Saved entries:
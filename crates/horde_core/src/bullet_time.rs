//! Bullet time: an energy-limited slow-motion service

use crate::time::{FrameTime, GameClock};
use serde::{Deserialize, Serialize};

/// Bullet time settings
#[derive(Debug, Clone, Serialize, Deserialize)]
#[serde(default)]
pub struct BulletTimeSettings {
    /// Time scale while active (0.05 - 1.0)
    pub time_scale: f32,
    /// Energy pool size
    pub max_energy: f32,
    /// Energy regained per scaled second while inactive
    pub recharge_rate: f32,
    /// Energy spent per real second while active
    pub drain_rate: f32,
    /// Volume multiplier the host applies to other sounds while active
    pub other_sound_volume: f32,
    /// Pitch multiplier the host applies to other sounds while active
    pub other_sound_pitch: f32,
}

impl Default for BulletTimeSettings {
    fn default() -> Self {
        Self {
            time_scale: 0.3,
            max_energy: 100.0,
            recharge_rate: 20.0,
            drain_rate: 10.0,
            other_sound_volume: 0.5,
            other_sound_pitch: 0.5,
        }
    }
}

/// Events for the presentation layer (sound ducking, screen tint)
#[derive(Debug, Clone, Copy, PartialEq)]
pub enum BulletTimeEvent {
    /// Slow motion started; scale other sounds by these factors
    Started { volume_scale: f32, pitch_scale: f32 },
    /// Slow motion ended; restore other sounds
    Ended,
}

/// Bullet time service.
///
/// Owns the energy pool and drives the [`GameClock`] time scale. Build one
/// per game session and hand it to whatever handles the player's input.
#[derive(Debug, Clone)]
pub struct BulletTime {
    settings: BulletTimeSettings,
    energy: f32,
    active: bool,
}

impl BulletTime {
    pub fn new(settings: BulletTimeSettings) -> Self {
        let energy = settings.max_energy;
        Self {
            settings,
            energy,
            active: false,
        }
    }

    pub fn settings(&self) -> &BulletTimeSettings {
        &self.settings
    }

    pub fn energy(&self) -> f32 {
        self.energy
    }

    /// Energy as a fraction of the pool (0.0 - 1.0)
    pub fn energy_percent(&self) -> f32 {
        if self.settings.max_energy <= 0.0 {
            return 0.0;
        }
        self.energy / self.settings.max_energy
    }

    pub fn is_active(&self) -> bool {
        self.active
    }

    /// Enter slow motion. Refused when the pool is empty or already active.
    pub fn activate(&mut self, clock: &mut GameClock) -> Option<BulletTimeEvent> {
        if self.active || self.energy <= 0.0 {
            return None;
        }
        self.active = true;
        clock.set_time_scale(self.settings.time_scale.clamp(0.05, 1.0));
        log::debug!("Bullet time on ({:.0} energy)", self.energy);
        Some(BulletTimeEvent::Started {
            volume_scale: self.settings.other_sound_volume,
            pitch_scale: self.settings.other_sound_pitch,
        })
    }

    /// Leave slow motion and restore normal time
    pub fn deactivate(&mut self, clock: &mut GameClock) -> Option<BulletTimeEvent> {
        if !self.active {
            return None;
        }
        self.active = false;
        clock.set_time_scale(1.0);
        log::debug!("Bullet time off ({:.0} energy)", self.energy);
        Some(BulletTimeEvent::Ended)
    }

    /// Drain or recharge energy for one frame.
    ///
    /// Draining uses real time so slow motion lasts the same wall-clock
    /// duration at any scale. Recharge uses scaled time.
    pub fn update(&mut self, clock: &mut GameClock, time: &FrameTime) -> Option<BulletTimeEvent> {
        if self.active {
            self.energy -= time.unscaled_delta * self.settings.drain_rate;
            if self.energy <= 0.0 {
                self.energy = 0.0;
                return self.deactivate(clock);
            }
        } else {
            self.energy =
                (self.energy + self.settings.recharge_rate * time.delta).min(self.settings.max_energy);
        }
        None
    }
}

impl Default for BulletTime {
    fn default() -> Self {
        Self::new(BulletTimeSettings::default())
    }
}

What you are asked to do:
Look through the entries and return each line that has the word "GameClock" in it.

Written solution:
use crate::time::{FrameTime, GameClock};
/// Owns the energy pool and drives the [`GameClock`] time scale. Build one
    pub fn activate(&mut self, clock: &mut GameClock) -> Option<BulletTimeEvent> {
    pub fn deactivate(&mut self, clock: &mut GameClock) -> Option<BulletTimeEvent> {
    pub fn update(&mut self, clock: &mut GameClock, time: &FrameTime) -> Option<BulletTimeEvent> {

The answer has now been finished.